The water and ice dropped. It was cold! If you wish to be humoured, you can have a look at the video on our website.
It was a GOOD thing and it was great to see some of the most notable print media in the city come together in solidarity for the same cause, showing that we CAN work together.
But of course some people had to put their own spin to it.
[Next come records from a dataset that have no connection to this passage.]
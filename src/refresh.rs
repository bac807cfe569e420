use std::path::PathBuf;
use std::sync::Arc;
use std::time::Duration;

use chrono::Utc;
use tracing::{info, warn};

use crate::config::Config;
use crate::error::WeatherError;
use crate::snapshot::{city_key, CacheSnapshot};
use crate::weather::{fetch_weather_data, WeatherProvider};

#[derive(Debug, Clone, PartialEq)]
pub struct RefreshSummary {
    pub successful: usize,
    pub failed: usize,
    pub total_cities: usize,
    pub path: PathBuf,
    pub file_size: u64,
}

/// Rebuilds the cache file from the provider, one city at a time.
pub struct CacheRefresher {
    provider: Arc<dyn WeatherProvider>,
    cities: Vec<String>,
    cache_path: PathBuf,
    request_delay: Duration,
}

impl CacheRefresher {
    pub fn new(provider: Arc<dyn WeatherProvider>, config: &Config) -> Self {
        Self {
            provider,
            cities: config.cities.clone(),
            cache_path: config.cache_path.clone(),
            request_delay: config.request_delay,
        }
    }

    /// Merge fresh data for every configured city into `snapshot`.
    /// Returns the number of successful and failed cities.
    pub async fn refresh(&self, snapshot: &mut CacheSnapshot) -> Result<(usize, usize), WeatherError> {
        let total = self.cities.len();
        let mut successful = 0;
        let mut failed = 0;

        for (i, city) in self.cities.iter().enumerate() {
            let progress = format!("[{}/{}]", i + 1, total);
            info!("{} Processing {}...", progress, city);

            match fetch_weather_data(self.provider.as_ref(), city).await {
                Some(entry) => {
                    snapshot.insert(city, &entry)?;
                    successful += 1;
                    info!("{} ✅ {} - Success", progress, city);
                }
                None => {
                    failed += 1;
                    if snapshot.get(&city_key(city)).is_some() {
                        warn!("{} ❌ {} - Failed (keeping old data)", progress, city);
                    } else {
                        warn!("{} ❌ {} - Failed (no previous data)", progress, city);
                    }
                }
            }

            if i + 1 < total && !self.request_delay.is_zero() {
                tokio::time::sleep(self.request_delay).await;
            }
        }

        Ok((successful, failed))
    }

    pub async fn run(&self) -> Result<RefreshSummary, WeatherError> {
        info!("🌤️  Starting weather data update...");
        info!("📍 Fetching data for {} cities", self.cities.len());

        let mut snapshot = CacheSnapshot::load(&self.cache_path);
        let (successful, failed) = self.refresh(&mut snapshot).await?;

        let metadata = snapshot.metadata(successful, failed, Utc::now());
        let file_size = snapshot.save(&self.cache_path, &metadata)?;

        let summary = RefreshSummary {
            successful,
            failed,
            total_cities: metadata.total_cities,
            path: self.cache_path.clone(),
            file_size,
        };

        info!("🎉 Weather data update completed!");
        info!("✅ Successful updates: {}", summary.successful);
        info!("❌ Failed updates: {}", summary.failed);
        info!("📊 Total cities in cache: {}", summary.total_cities);
        info!("💾 Data saved to: {}", summary.path.display());
        info!("📏 File size: {:.2} KB", summary.file_size as f64 / 1024.0);

        Ok(summary)
    }
}

/// Fetch one city and print a short report without touching the cache file.
pub async fn diagnose_city(provider: &dyn WeatherProvider, city: &str) -> bool {
    println!("🧪 Testing weather data for: {}", city);

    match fetch_weather_data(provider, city).await {
        Some(data) => {
            println!("✅ Success!");
            println!("📍 Location: {}, {}", data.current.name, data.current.country);
            println!("🌡️ Temperature: {}°", data.current.temp);
            println!("📝 Description: {}", data.current.description);
            println!("📅 Forecast entries: {}", data.forecast.list.len());
            true
        }
        None => {
            println!("❌ Failed to fetch data");
            false
        }
    }
}
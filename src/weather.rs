use std::collections::HashMap;

use chrono::{DateTime, Utc};
use reqwest::Client;
use serde::{Deserialize, Serialize};
use serde_json::Value;
use tracing::{error, info};

use crate::config::{require_api_key, Config, CredentialProvider, Units};
use crate::error::WeatherError;

/// Normalized current conditions for one city.
#[derive(Debug, Clone, PartialEq, Serialize, Deserialize)]
pub struct WeatherRecord {
    pub name: String,
    pub country: String,
    pub temp: f64,
    pub feels_like: f64,
    pub humidity: u8,
    pub pressure: u32,
    pub description: String,
    pub icon: String,
    pub wind: Wind,
    pub visibility: u32,
    pub dt: i64,
    #[serde(default, skip_serializing_if = "Option::is_none")]
    pub uvi: Option<f64>,
}

#[derive(Debug, Clone, Copy, PartialEq, Serialize, Deserialize)]
pub struct Wind {
    pub speed: f64,
    pub deg: u16,
}

#[derive(Debug, Clone, PartialEq, Serialize, Deserialize)]
pub struct Condition {
    pub description: String,
    pub icon: String,
}

#[derive(Debug, Clone, PartialEq, Serialize, Deserialize)]
pub struct ForecastMain {
    pub temp: f64,
    pub temp_min: f64,
    pub temp_max: f64,
    pub humidity: u8,
}

#[derive(Debug, Clone, Copy, PartialEq, Serialize, Deserialize)]
pub struct ForecastWind {
    pub speed: f64,
}

/// One fixed-interval sample from the forecast endpoint.
#[derive(Debug, Clone, PartialEq, Serialize, Deserialize)]
pub struct ForecastEntry {
    pub dt: i64,
    pub main: ForecastMain,
    pub weather: [Condition; 1],
    pub wind: ForecastWind,
    pub dt_txt: String,
}

impl ForecastEntry {
    pub fn condition(&self) -> &Condition {
        &self.weather[0]
    }
}

#[derive(Debug, Clone, PartialEq, Serialize, Deserialize)]
pub struct ForecastList {
    pub list: Vec<ForecastEntry>,
}

/// Value stored under a city key in the cache snapshot.
#[derive(Debug, Clone, PartialEq, Serialize, Deserialize)]
pub struct CityEntry {
    pub current: WeatherRecord,
    pub forecast: ForecastList,
    #[serde(rename = "lastUpdated")]
    pub last_updated: DateTime<Utc>,
    pub city: String,
}

// Raw provider payloads. Everything is optional here so that validation can
// report what is missing instead of failing inside serde.

#[derive(Debug, Deserialize)]
struct CurrentPayload {
    #[serde(default)]
    name: Option<String>,
    #[serde(default)]
    sys: Option<SysBlock>,
    #[serde(default)]
    main: Option<MainBlock>,
    #[serde(default)]
    weather: Vec<ConditionBlock>,
    #[serde(default)]
    wind: Option<WindBlock>,
    #[serde(default)]
    visibility: Option<f64>,
    #[serde(default)]
    dt: Option<i64>,
    #[serde(default)]
    uvi: Option<f64>,
}

#[derive(Debug, Deserialize)]
struct SysBlock {
    #[serde(default)]
    country: Option<String>,
}

#[derive(Debug, Deserialize)]
struct MainBlock {
    temp: f64,
    #[serde(default)]
    feels_like: Option<f64>,
    #[serde(default)]
    temp_min: Option<f64>,
    #[serde(default)]
    temp_max: Option<f64>,
    #[serde(default)]
    humidity: Option<f64>,
    #[serde(default)]
    pressure: Option<f64>,
}

#[derive(Debug, Deserialize)]
struct ConditionBlock {
    #[serde(default)]
    description: String,
    #[serde(default)]
    icon: String,
}

#[derive(Debug, Deserialize)]
struct WindBlock {
    #[serde(default)]
    speed: Option<f64>,
    #[serde(default)]
    deg: Option<f64>,
}

#[derive(Debug, Deserialize)]
struct ForecastPayload {
    #[serde(default)]
    list: Option<Vec<ForecastItem>>,
}

#[derive(Debug, Deserialize)]
struct ForecastItem {
    dt: i64,
    #[serde(default)]
    main: Option<MainBlock>,
    #[serde(default)]
    weather: Vec<ConditionBlock>,
    #[serde(default)]
    wind: Option<WindBlock>,
    #[serde(default)]
    dt_txt: Option<String>,
}

/// Nearest whole number for an optional numeric field; missing or non-finite
/// values become 0. The `as` casts at the call sites saturate out-of-range values.
fn whole(value: Option<f64>) -> f64 {
    value.filter(|v| v.is_finite()).map(f64::round).unwrap_or(0.0)
}

impl ConditionBlock {
    fn into_condition(self) -> Condition {
        Condition {
            description: self.description,
            icon: self.icon,
        }
    }
}

/// Normalize a raw `/weather` response.
pub fn parse_current(raw: &Value) -> Result<WeatherRecord, WeatherError> {
    let payload = CurrentPayload::deserialize(raw)
        .map_err(|e| WeatherError::InvalidPayload(format!("current conditions: {}", e)))?;

    let main = payload
        .main
        .ok_or_else(|| WeatherError::InvalidPayload("current conditions: missing main".into()))?;
    let condition = payload
        .weather
        .into_iter()
        .next()
        .ok_or_else(|| WeatherError::InvalidPayload("current conditions: missing weather".into()))?;
    let wind = payload.wind;

    Ok(WeatherRecord {
        name: payload.name.unwrap_or_default(),
        country: payload.sys.and_then(|s| s.country).unwrap_or_default(),
        temp: main.temp,
        feels_like: main.feels_like.unwrap_or(main.temp),
        humidity: whole(main.humidity) as u8,
        pressure: whole(main.pressure) as u32,
        description: condition.description,
        icon: condition.icon,
        wind: Wind {
            speed: wind.as_ref().and_then(|w| w.speed).unwrap_or(0.0),
            deg: whole(wind.as_ref().and_then(|w| w.deg)) as u16,
        },
        visibility: whole(payload.visibility) as u32,
        dt: payload.dt.unwrap_or(0),
        uvi: payload.uvi,
    })
}

/// Normalize a raw `/forecast` response. An empty list is a validation failure.
pub fn parse_forecast(raw: &Value) -> Result<ForecastList, WeatherError> {
    let payload = ForecastPayload::deserialize(raw)
        .map_err(|e| WeatherError::InvalidPayload(format!("forecast: {}", e)))?;

    let items = payload
        .list
        .filter(|list| !list.is_empty())
        .ok_or_else(|| WeatherError::InvalidPayload("forecast: missing list".into()))?;

    let list = items
        .into_iter()
        .map(|item| {
            let main = item.main.ok_or_else(|| {
                WeatherError::InvalidPayload(format!("forecast entry {}: missing main", item.dt))
            })?;
            let condition = item.weather.into_iter().next().ok_or_else(|| {
                WeatherError::InvalidPayload(format!("forecast entry {}: missing weather", item.dt))
            })?;

            Ok(ForecastEntry {
                dt: item.dt,
                main: ForecastMain {
                    temp: main.temp,
                    temp_min: main.temp_min.unwrap_or(main.temp),
                    temp_max: main.temp_max.unwrap_or(main.temp),
                    humidity: whole(main.humidity) as u8,
                },
                weather: [condition.into_condition()],
                wind: ForecastWind {
                    speed: item.wind.and_then(|w| w.speed).unwrap_or(0.0),
                },
                dt_txt: item.dt_txt.unwrap_or_default(),
            })
        })
        .collect::<Result<Vec<_>, WeatherError>>()?;

    Ok(ForecastList { list })
}

#[async_trait::async_trait]
pub trait WeatherProvider: Send + Sync {
    fn name(&self) -> &str;
    async fn fetch_current(&self, city: &str) -> Result<Value, WeatherError>;
    async fn fetch_forecast(&self, city: &str) -> Result<Value, WeatherError>;
}

pub struct OpenWeatherMapProvider {
    client: Client,
    base_url: String,
    api_key: String,
    units: Units,
    language: String,
}

impl OpenWeatherMapProvider {
    pub fn new(
        base_url: impl Into<String>,
        api_key: impl Into<String>,
        units: Units,
        language: impl Into<String>,
    ) -> Result<Self, WeatherError> {
        let client = Client::builder().build()?;

        Ok(Self {
            client,
            base_url: base_url.into(),
            api_key: api_key.into(),
            units,
            language: language.into(),
        })
    }

    /// Fails with `MissingApiKey` before any network traffic when no key is available.
    pub fn from_config(
        config: &Config,
        credentials: &dyn CredentialProvider,
    ) -> Result<Self, WeatherError> {
        let api_key = require_api_key(credentials)?;
        Self::new(&config.api_base, api_key, config.units, &config.language)
    }

    async fn get(&self, endpoint: &'static str, path: &str, city: &str) -> Result<Value, WeatherError> {
        let url = format!("{}/{}", self.base_url, path);
        let params = [
            ("q", city),
            ("appid", self.api_key.as_str()),
            ("units", self.units.as_str()),
            ("lang", self.language.as_str()),
        ];

        let response = self.client.get(&url).query(&params).send().await?;

        if response.status().is_success() {
            Ok(response.json().await?)
        } else {
            Err(WeatherError::Http {
                endpoint,
                status: response.status(),
            })
        }
    }
}

#[async_trait::async_trait]
impl WeatherProvider for OpenWeatherMapProvider {
    fn name(&self) -> &str {
        "OpenWeatherMap"
    }

    async fn fetch_current(&self, city: &str) -> Result<Value, WeatherError> {
        self.get("Current weather", "weather", city).await
    }

    async fn fetch_forecast(&self, city: &str) -> Result<Value, WeatherError> {
        self.get("Forecast", "forecast", city).await
    }
}

async fn fetch_city(provider: &dyn WeatherProvider, city: &str) -> Result<CityEntry, WeatherError> {
    let (current, forecast) = tokio::join!(provider.fetch_current(city), provider.fetch_forecast(city));

    let current = parse_current(&current?)?;
    let forecast = parse_forecast(&forecast?)?;

    Ok(CityEntry {
        current,
        forecast,
        last_updated: Utc::now(),
        city: city.to_string(),
    })
}

/// Fetch and normalize one city. Any failure is logged and reported as `None`.
pub async fn fetch_weather_data(provider: &dyn WeatherProvider, city: &str) -> Option<CityEntry> {
    info!("🌤️  Fetching weather data for {} from {}", city, provider.name());

    match fetch_city(provider, city).await {
        Ok(entry) => Some(entry),
        Err(e) => {
            error!("❌ Error fetching weather for {}: {}", city, e);
            None
        }
    }
}

lazy_static::lazy_static! {
    static ref WEATHER_ICONS: HashMap<&'static str, &'static str> = {
        let mut map = HashMap::new();
        map.insert("01d", "☀️");
        map.insert("02d", "⛅");
        map.insert("03d", "☁️");
        map.insert("04d", "☁️");
        map.insert("09d", "🌧️");
        map.insert("10d", "🌦️");
        map.insert("11d", "⛈️");
        map.insert("13d", "❄️");
        map.insert("50d", "🌫️");
        map.insert("01n", "🌙");
        map.insert("02n", "☁️");
        map.insert("03n", "☁️");
        map.insert("04n", "☁️");
        map.insert("09n", "🌧️");
        map.insert("10n", "🌧️");
        map.insert("11n", "⛈️");
        map.insert("13n", "❄️");
        map.insert("50n", "🌫️");
        map
    };
}

const FALLBACK_ICON: &str = "🌤️";

pub fn icon_emoji(code: &str) -> &'static str {
    WEATHER_ICONS.get(code).copied().unwrap_or(FALLBACK_ICON)
}

const COMPASS: [&str; 8] = ["N", "NE", "E", "SE", "S", "SW", "W", "NW"];

pub fn wind_direction(degrees: f64) -> &'static str {
    let index = ((degrees / 45.0).round() as i64).rem_euclid(8) as usize;
    COMPASS[index]
}

#[cfg(test)]
pub mod testing {
    //! Payload builders and an in-memory provider shared by the test modules.

    use super::*;
    use reqwest::StatusCode;
    use serde_json::json;
    use std::sync::atomic::{AtomicUsize, Ordering};
    use std::sync::Mutex;

    pub const DAY: i64 = 86_400;
    /// 2024-01-01T00:00:00Z
    pub const JAN_1: i64 = 1_704_067_200;

    pub fn current_json(name: &str, temp: f64) -> Value {
        json!({
            "name": name,
            "sys": { "country": "PL" },
            "main": { "temp": temp, "feels_like": temp - 2.0, "humidity": 81, "pressure": 1013 },
            "weather": [{ "description": "zachmurzenie umiarkowane", "icon": "03d" }],
            "wind": { "speed": 4.12, "deg": 230 },
            "visibility": 10000,
            "dt": JAN_1
        })
    }

    /// `samples` 3-hourly entries starting at `start`.
    pub fn forecast_json(start: i64, samples: usize) -> Value {
        let list: Vec<Value> = (0..samples)
            .map(|i| {
                let dt = start + i as i64 * 3 * 3600;
                let dt_txt = DateTime::<Utc>::from_timestamp(dt, 0)
                    .map(|t| t.format("%Y-%m-%d %H:%M:%S").to_string())
                    .unwrap_or_default();
                json!({
                    "dt": dt,
                    "main": { "temp": i as f64, "temp_min": i as f64 - 1.0, "temp_max": i as f64 + 1.0, "humidity": 70 },
                    "weather": [{ "description": "lekki deszcz", "icon": "10d" }],
                    "wind": { "speed": 3.0 },
                    "dt_txt": dt_txt
                })
            })
            .collect();
        json!({ "cod": "200", "list": list })
    }

    struct StubCity {
        current: Value,
        forecast: Value,
        failures_left: usize,
    }

    /// Serves canned payloads; unknown cities answer 404.
    #[derive(Default)]
    pub struct StubProvider {
        cities: Mutex<HashMap<String, StubCity>>,
        calls: AtomicUsize,
    }

    impl StubProvider {
        pub fn new() -> Self {
            Self::default()
        }

        pub fn with_city(self, city: &str, current: Value, forecast: Value) -> Self {
            self.with_flaky_city(city, current, forecast, 0)
        }

        /// The first `failures` current-conditions requests for `city` answer 503.
        pub fn with_flaky_city(self, city: &str, current: Value, forecast: Value, failures: usize) -> Self {
            if let Ok(mut cities) = self.cities.lock() {
                cities.insert(
                    city.to_string(),
                    StubCity {
                        current,
                        forecast,
                        failures_left: failures,
                    },
                );
            }
            self
        }

        /// Number of HTTP-equivalent requests served so far.
        pub fn calls(&self) -> usize {
            self.calls.load(Ordering::SeqCst)
        }
    }

    #[async_trait::async_trait]
    impl WeatherProvider for StubProvider {
        fn name(&self) -> &str {
            "Stub"
        }

        async fn fetch_current(&self, city: &str) -> Result<Value, WeatherError> {
            self.calls.fetch_add(1, Ordering::SeqCst);
            let mut cities = self.cities.lock().unwrap();
            match cities.get_mut(city) {
                Some(stub) if stub.failures_left > 0 => {
                    stub.failures_left -= 1;
                    Err(WeatherError::Http {
                        endpoint: "Current weather",
                        status: StatusCode::SERVICE_UNAVAILABLE,
                    })
                }
                Some(stub) => Ok(stub.current.clone()),
                None => Err(WeatherError::Http {
                    endpoint: "Current weather",
                    status: StatusCode::NOT_FOUND,
                }),
            }
        }

        async fn fetch_forecast(&self, city: &str) -> Result<Value, WeatherError> {
            self.calls.fetch_add(1, Ordering::SeqCst);
            let cities = self.cities.lock().unwrap();
            cities
                .get(city)
                .map(|stub| stub.forecast.clone())
                .ok_or(WeatherError::Http {
                    endpoint: "Forecast",
                    status: StatusCode::NOT_FOUND,
                })
        }
    }
}
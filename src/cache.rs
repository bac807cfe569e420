use moka::future::Cache;
use serde::Serialize;
use std::time::Duration;

#[derive(Debug, Serialize)]
pub struct CacheStats {
    pub cache_size: u64,
    pub ttl_seconds: u64,
}

/// Time-to-live cache for provider responses. Entries expire purely by age;
/// there is no size bound and stale entries are only dropped when touched.
pub struct WeatherCache<V> {
    cache: Cache<String, V>,
    ttl: Duration,
}

impl<V> WeatherCache<V>
where
    V: Clone + Send + Sync + 'static,
{
    pub fn new(ttl: Duration) -> Self {
        let cache = Cache::builder().time_to_live(ttl).build();

        Self { cache, ttl }
    }

    /// The stored value, unless it is older than the configured TTL.
    pub async fn get(&self, key: &str) -> Option<V> {
        self.cache.get(key).await
    }

    pub async fn set(&self, key: String, value: V) {
        self.cache.insert(key, value).await;
    }

    /// Counts live entries. moka's pending maintenance runs first, so entries
    /// past their TTL are purged here as well as on lookup.
    pub async fn stats(&self) -> CacheStats {
        self.cache.run_pending_tasks().await;

        CacheStats {
            cache_size: self.cache.entry_count(),
            ttl_seconds: self.ttl.as_secs(),
        }
    }
}
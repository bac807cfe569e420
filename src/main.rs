//! weather-widget: keeps a JSON weather cache for a fixed list of cities and
//! serves an embeddable weather widget.
//!
//! * no arguments   – refresh the cache file for every configured city
//! * `test [CITY]`  – fetch one city and print what came back
//! * `serve`        – run the widget HTTP server

use std::sync::Arc;

use anyhow::{Context, Result};
use clap::{Parser, Subcommand};
use tracing::{info, warn};

mod cache;
mod config;
mod error;
mod forecast;
mod refresh;
mod server;
mod snapshot;
mod templates;
mod weather;
mod widget;

use config::{Config, CredentialProvider, EnvCredentials};
use refresh::{diagnose_city, CacheRefresher};
use server::AppState;
use weather::{OpenWeatherMapProvider, WeatherProvider};
use widget::WeatherWidget;

#[derive(Parser)]
#[command(name = "weather-widget", about = "Weather cache refresher and widget server")]
struct Cli {
    #[command(subcommand)]
    command: Option<Command>,
}

#[derive(Subcommand)]
enum Command {
    /// Fetch a single city and print the result without touching the cache file.
    Test {
        /// City to query (defaults to the configured default city).
        city: Option<String>,
    },
    /// Serve the weather widget over HTTP.
    Serve {
        #[arg(long)]
        port: Option<u16>,
    },
}

#[tokio::main]
async fn main() -> Result<()> {
    // Initialize logging
    tracing_subscriber::fmt()
        .with_env_filter(
            tracing_subscriber::EnvFilter::try_from_default_env()
                .unwrap_or_else(|_| tracing_subscriber::EnvFilter::new("info")),
        )
        .init();

    let cli = Cli::parse();

    // Load configuration (also pulls in .env)
    let config = Config::load();

    match cli.command {
        None => refresh_cache(&config, &EnvCredentials).await,
        Some(Command::Test { city }) => {
            let provider = OpenWeatherMapProvider::from_config(&config, &EnvCredentials)?;
            let city = city.unwrap_or_else(|| config.default_city.clone());
            if !diagnose_city(&provider, &city).await {
                warn!("⚠️  No usable weather data for {}", city);
            }
            Ok(())
        }
        Some(Command::Serve { port }) => {
            let provider: Option<Arc<dyn WeatherProvider>> =
                match OpenWeatherMapProvider::from_config(&config, &EnvCredentials) {
                    Ok(provider) => Some(Arc::new(provider)),
                    Err(e) => {
                        warn!("⚠️  {}; the widget will show an error until it is set", e);
                        None
                    }
                };

            let widget = WeatherWidget::new(provider, &config);
            let port = port.unwrap_or(config.port);
            server::serve(AppState::new(widget, config), port).await
        }
    }
}

async fn refresh_cache(config: &Config, credentials: &dyn CredentialProvider) -> Result<()> {
    let provider = OpenWeatherMapProvider::from_config(config, credentials)?;
    info!("Using {} at {}", provider.name(), config.api_base);

    let refresher = CacheRefresher::new(Arc::new(provider), config);
    refresher
        .run()
        .await
        .context("weather data update failed")?;

    Ok(())
}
It took but a few hours for the folks at Cornwall Free News to take a positive and turn it into a negative. Shortly after our picture was posted on Facebook, comments insinuating that print media used the challenge for shameful self promotion and accusations of deliberate attempt to omit certain media outlets surfaced from the owner’s Facebook account. An article titled “Local Media Cheapen ALS Challenge In Cornwall Ontario By Playing Petty Politics” was also written and posted to CFN’s website, and while they didn’t mention the Seeker by name–an intentional try at making us feel little, no doubt–we still think it sad that they would portray this as a selfish gesture and also pretend to know the driving force behind Mr. Lihou’s actions.
Other local people have also vocally expressed their opinion of the massively popular media stunt. Some condemned it, some defended it. Reading through the public comments, I found that both sides of the argument got ugly.
This is a beautiful city and in it, lives wonderful people. Not everybody is bad, not every person is rotten, not every politician is corrupt. I’ll agree that Cornwall does needs new blood and a change in mentality. We need to stop adhering to old school politics and backwards thinking. But we certainly don’t need negativity. There is more than enough of that going around. We are where we are BECAUSE of negativity, BECAUSE of people who can’t see the good in anything. We need to stop thinking that everyone is out to get us or working against us. We need to look at our own attitude first and find ways to improve it. Change starts with us. As a matter of fact, the ONLY thing you can change is yourself.
I firmly think you can achieve a lot more by bringing things to light in a positive manner rather than by attacking, rioting and creating drama. A gentle approache gets the masses thinking. An abrasive one, only gets a few individuals going.